Last week, longtime family friend, Jeffrey, nominated me for the 10-day album cover challenge—you know the one where you post only the album cover without a word of explanation—just the album cover. For someone who always feels motivated to explain (to perhaps prevent ridicule, anticipating it in advance), I knew it would be a challenge but I accepted. For so many years of my early life, I can remember being made fun of. My mother told me to ignore it if people made fun of me. I said, "okay" and never worried about it again. In fact, I got good at ignoring it.

I was 18 months younger than most of the kids in my class. Please understand, I was far from a prodigy, nowhere near one. It’s just that to repeat kindergarten to get to the acceptable age of entering first grade would have been a waste. I’d started learning phonics and loved reading. And so began my time in a school whose motto was “for those who can meet the challenge.” Custom made for this one…I was a challenge all right. My mother had told her family for years that she wanted five children. After all, she was one of eight children and she loved the entire concept of a large family, and she even mother-henned the youngsters who came after her. She had two older brothers who adored her but inevitably she was the one worrying about the rest of her brood.

And so I found it amusing one day when I was about age 13, I quizzed her about wanting five children. I said, “Are you disappointed you just had the one child? Would you rather have had all five?” Without hesitation she answered, “Honey, you were my five.” And she smiled sweetly. Oh dear. I guess I was. Sorry, Mama.
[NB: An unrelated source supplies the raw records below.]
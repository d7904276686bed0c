//! Action handlers that turn form submissions and row actions into gateway
//! calls.
//!
//! Nothing here keeps state between calls: every list and page is re-read
//! from the store.

use promptbase_db::{Gateway, SortOrder};
use tracing::{debug, info};

use crate::error::WorkflowError;
use crate::form::{Candidate, PromptForm};
use crate::view::{
    format_template, sort_options, EditPanel, Notice, PageView, PromptRow, TemplatePanel,
    ViewState, PAGE_TITLE,
};

pub const ADDED_MESSAGE: &str = "Prompt added successfully!";
pub const UPDATED_MESSAGE: &str = "Prompt updated successfully!";

/// Free-text search plus sort selection for the list.
#[derive(Debug, Clone, Default, PartialEq, Eq)]
pub struct ListQuery {
    pub search: String,
    pub order: SortOrder,
}

/// Per-row actions offered by the list.
#[derive(Debug, Clone)]
pub enum RowAction {
    Edit(PromptForm),
    Delete,
    ToggleFavorite,
    RenderTemplate,
}

#[derive(Debug, Clone, PartialEq, Eq)]
pub enum ActionOutcome {
    /// The edit form was submitted; carries its notice.
    Submitted(Notice),
    /// `false` when the row was already gone.
    Deleted(bool),
    /// `false` when the row was already gone.
    FavoriteToggled(bool),
    /// `None` when the row was already gone.
    Template(Option<String>),
}

pub struct Workflow<'g> {
    gateway: &'g Gateway,
}

impl<'g> Workflow<'g> {
    pub fn new(gateway: &'g Gateway) -> Self {
        Self { gateway }
    }

    /// Validate a form and dispatch it. A validation failure is reported as
    /// [`Notice::Error`] and nothing is written.
    pub fn submit(&self, form: PromptForm) -> Result<Notice, WorkflowError> {
        let key = form.form_key();
        match form.validate() {
            Ok(candidate) => self.dispatch(candidate),
            Err(e) => {
                info!(form = %key, "submission rejected: {}", e);
                Ok(Notice::Error(e.to_string()))
            }
        }
    }

    /// Insert a candidate without an id, update one with an id.
    pub fn dispatch(&self, candidate: Candidate) -> Result<Notice, WorkflowError> {
        let store = self.gateway.prompts()?;

        match candidate.id {
            None => {
                let id = store.insert(
                    &candidate.title,
                    &candidate.prompt,
                    candidate.is_favorite,
                )?;
                info!(id, "prompt added");
                Ok(Notice::Success(ADDED_MESSAGE.to_string()))
            }
            Some(id) => {
                let found = store.update(
                    id,
                    &candidate.title,
                    &candidate.prompt,
                    candidate.is_favorite,
                )?;
                if !found {
                    debug!(id, "update matched no prompt");
                }
                Ok(Notice::Success(UPDATED_MESSAGE.to_string()))
            }
        }
    }

    pub fn list(&self, query: &ListQuery) -> Result<Vec<PromptRow>, WorkflowError> {
        let prompts = self.gateway.prompts()?.search(&query.search, query.order)?;
        Ok(prompts.iter().map(PromptRow::from).collect())
    }

    /// `Title: <title>\n---\nContent: <prompt>`, or `None` if the prompt no
    /// longer exists.
    pub fn render_template(&self, id: i64) -> Result<Option<String>, WorkflowError> {
        let prompt = self.gateway.prompts()?.fetch_one(id)?;
        Ok(prompt.as_ref().map(format_template))
    }

    /// Run one row action against the row `id`.
    pub fn handle(&self, action: RowAction, id: i64) -> Result<ActionOutcome, WorkflowError> {
        match action {
            RowAction::Edit(form) => {
                let form = PromptForm {
                    id: Some(id),
                    ..form
                };
                Ok(ActionOutcome::Submitted(self.submit(form)?))
            }
            RowAction::Delete => Ok(ActionOutcome::Deleted(self.gateway.prompts()?.delete(id)?)),
            RowAction::ToggleFavorite => Ok(ActionOutcome::FavoriteToggled(
                self.gateway.prompts()?.toggle_favorite(id)?,
            )),
            RowAction::RenderTemplate => Ok(ActionOutcome::Template(self.render_template(id)?)),
        }
    }

    /// Build the whole page from the current store contents.
    pub fn page(
        &self,
        state: &ViewState,
        notice: Option<Notice>,
    ) -> Result<PageView, WorkflowError> {
        let query = ListQuery {
            search: state.search.clone(),
            order: state.order,
        };
        let rows = self.list(&query)?;

        let (create_form, edit_draft) = match &state.draft {
            Some(draft) if draft.is_new() => (draft.clone(), None),
            Some(draft) => (PromptForm::blank(), Some(draft.clone())),
            None => (PromptForm::blank(), None),
        };

        let editing_id = state
            .editing
            .or_else(|| edit_draft.as_ref().and_then(|d| d.id));
        let editing = match editing_id {
            Some(id) => self.edit_panel(id, edit_draft)?,
            None => None,
        };

        let template = match state.template {
            Some(id) => self
                .render_template(id)?
                .map(|text| TemplatePanel { id, text }),
            None => None,
        };

        Ok(PageView {
            title: PAGE_TITLE,
            create_form_key: create_form.form_key(),
            create_form,
            search: state.search.clone(),
            sort: state.order.value(),
            sort_options: sort_options(state.order),
            rows,
            notice,
            editing,
            template,
        })
    }

    /// The editor for row `id`, prefilled from `draft` when it belongs to this
    /// row and from the store otherwise. `None` when the row is gone.
    fn edit_panel(
        &self,
        id: i64,
        draft: Option<PromptForm>,
    ) -> Result<Option<EditPanel>, WorkflowError> {
        let Some(prompt) = self.gateway.prompts()?.fetch_one(id)? else {
            return Ok(None);
        };

        let form = match draft {
            Some(draft) if draft.id == Some(id) => draft,
            _ => PromptForm::from_prompt(&prompt),
        };

        Ok(Some(EditPanel {
            id,
            form_key: form.form_key(),
            form,
        }))
    }
}
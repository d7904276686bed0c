//! HTML page handlers.
//!
//! Every interaction re-renders the whole page from the store. The search and
//! sort selection travels in the query string, so POST routes take it too and
//! answer with the page for that selection.

use axum::extract::{Form, Path, Query, State};
use axum::http::StatusCode;
use axum::response::Html;
use serde::Deserialize;

use promptbase_core::{ActionOutcome, Notice, PromptForm, RowAction, ViewState, Workflow};

use super::{internal_error, AppState};

/// Query parameters shared by every page route.
#[derive(Debug, Default, Deserialize)]
pub struct ViewParams {
    pub search: Option<String>,
    pub sort: Option<String>,
    pub edit: Option<String>,
    pub template: Option<String>,
}

impl ViewParams {
    /// Unknown sort values fall back to the default ordering. Empty or
    /// non-numeric `edit` / `template` ids open nothing.
    pub fn into_state(self) -> ViewState {
        ViewState {
            search: self.search.unwrap_or_default(),
            order: self
                .sort
                .and_then(|s| s.parse().ok())
                .unwrap_or_default(),
            editing: self.edit.as_deref().and_then(parse_id),
            template: self.template.as_deref().and_then(parse_id),
            draft: None,
        }
    }
}

fn parse_id(value: &str) -> Option<i64> {
    value.trim().parse().ok()
}

/// Urlencoded body of the create/edit form. An unchecked checkbox is absent.
#[derive(Debug, Default, Deserialize)]
#[serde(default)]
pub struct FormFields {
    pub title: String,
    pub prompt: String,
    pub is_favorite: Option<String>,
}

impl FormFields {
    fn into_form(self, id: Option<i64>) -> PromptForm {
        PromptForm {
            id,
            title: self.title,
            prompt: self.prompt,
            is_favorite: self.is_favorite.is_some(),
        }
    }
}

pub async fn show(
    State(state): State<AppState>,
    Query(params): Query<ViewParams>,
) -> Result<Html<String>, (StatusCode, String)> {
    render(&state, &params.into_state(), None)
}

/// Submit the create form.
pub async fn create(
    State(state): State<AppState>,
    Query(params): Query<ViewParams>,
    Form(fields): Form<FormFields>,
) -> Result<Html<String>, (StatusCode, String)> {
    let form = fields.into_form(None);
    let notice = Workflow::new(&state.gateway)
        .submit(form.clone())
        .map_err(internal_error)?;

    let mut view = params.into_state();
    if notice.is_error() {
        view.draft = Some(form);
    }

    render(&state, &view, Some(notice))
}

/// Submit a row's inline edit form.
pub async fn edit(
    State(state): State<AppState>,
    Path(id): Path<i64>,
    Query(params): Query<ViewParams>,
    Form(fields): Form<FormFields>,
) -> Result<Html<String>, (StatusCode, String)> {
    let form = fields.into_form(Some(id));
    let outcome = Workflow::new(&state.gateway)
        .handle(RowAction::Edit(form.clone()), id)
        .map_err(internal_error)?;

    let notice = match outcome {
        ActionOutcome::Submitted(notice) => notice,
        other => return Err(unexpected(other)),
    };

    let mut view = params.into_state();
    if notice.is_error() {
        view.editing = Some(id);
        view.draft = Some(form);
    } else {
        view.editing = None;
    }

    render(&state, &view, Some(notice))
}

/// Delete a row immediately; there is no confirmation step.
pub async fn delete(
    State(state): State<AppState>,
    Path(id): Path<i64>,
    Query(params): Query<ViewParams>,
) -> Result<Html<String>, (StatusCode, String)> {
    Workflow::new(&state.gateway)
        .handle(RowAction::Delete, id)
        .map_err(internal_error)?;

    render(&state, &params.into_state(), None)
}

pub async fn toggle_favorite(
    State(state): State<AppState>,
    Path(id): Path<i64>,
    Query(params): Query<ViewParams>,
) -> Result<Html<String>, (StatusCode, String)> {
    Workflow::new(&state.gateway)
        .handle(RowAction::ToggleFavorite, id)
        .map_err(internal_error)?;

    render(&state, &params.into_state(), None)
}

fn render(
    state: &AppState,
    view: &ViewState,
    notice: Option<Notice>,
) -> Result<Html<String>, (StatusCode, String)> {
    let page = Workflow::new(&state.gateway)
        .page(view, notice)
        .map_err(internal_error)?;
    let html = state.pages.render(&page).map_err(internal_error)?;
    Ok(Html(html))
}

fn unexpected(outcome: ActionOutcome) -> (StatusCode, String) {
    (
        StatusCode::INTERNAL_SERVER_ERROR,
        format!("Unexpected action outcome: {:?}", outcome),
    )
}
But no matter what my question du jour was, she had an answer….she must have developed that practice after some initial field training because my go-to question was always: “What are we going to do next, Mom?” And, she always had an answer. It might, “go to the grocery store” or “we’re going to get Aunt Emma and Charlotte and bring them to the house,” or it might even be, “we’re going home so you can get a nap.”

As long as I had an answer and knew what to expect, I was fine. It was the unknown that used to bother me. I liked to plan. I was an organized little kid and nothing made me happier than a new binder, a package of loose-leaf filler paper (narrow-ruled please), a new package of Bic pens (oh, I had much to learn about pens, but…that would come), and a pencil protector. In my first seven years on earth, I’d undergo many changes in my routine, if you could call it that. Expecting the traditional two-parent household was something I never expected because my parents divorced when I was five. It was far from acrimonious, fortunately, and it didn’t leave me scarred. It simply prepared me to always have a Plan B, and the option to fall back on it if Plan A went south.

Then in the two years that followed, I lost my godfather and my grandfather, all by the age of 7. Expecting to have the advocacy of the elder statesmen in my world went flying out the window, too. So, I started to search for others in whose continuity and consistency I could place my trust. They were there, in family and extended family, so I cannot claim there was a void. And, it was in how my mom prepared me to say goodbye when those we love on Earth transition into the next place, which she called Heaven. I learned about how to attend a funeral, and from my mother I learned to be brave at all times, and to have faith, and remember the ones we loved always.

Over the years, I’d be attending the funerals of mentors, teachers, and even classmates all too soon, but I was never afraid to go in a funeral home. Another place I was comfortable was in hospitals, both in waiting rooms and in the patients’ rooms. One of the two men who started the school I attended from grades 1-12 vowed to be a parental influence on me from the day I walked into the admissions office with my Mom. Timing was right for both of us, as it turns out he’d been caregiving for his mom, and she would come to pass away shortly after my arrival there. My parents’ divorce had occurred a few months before I’d entered school. Void filled.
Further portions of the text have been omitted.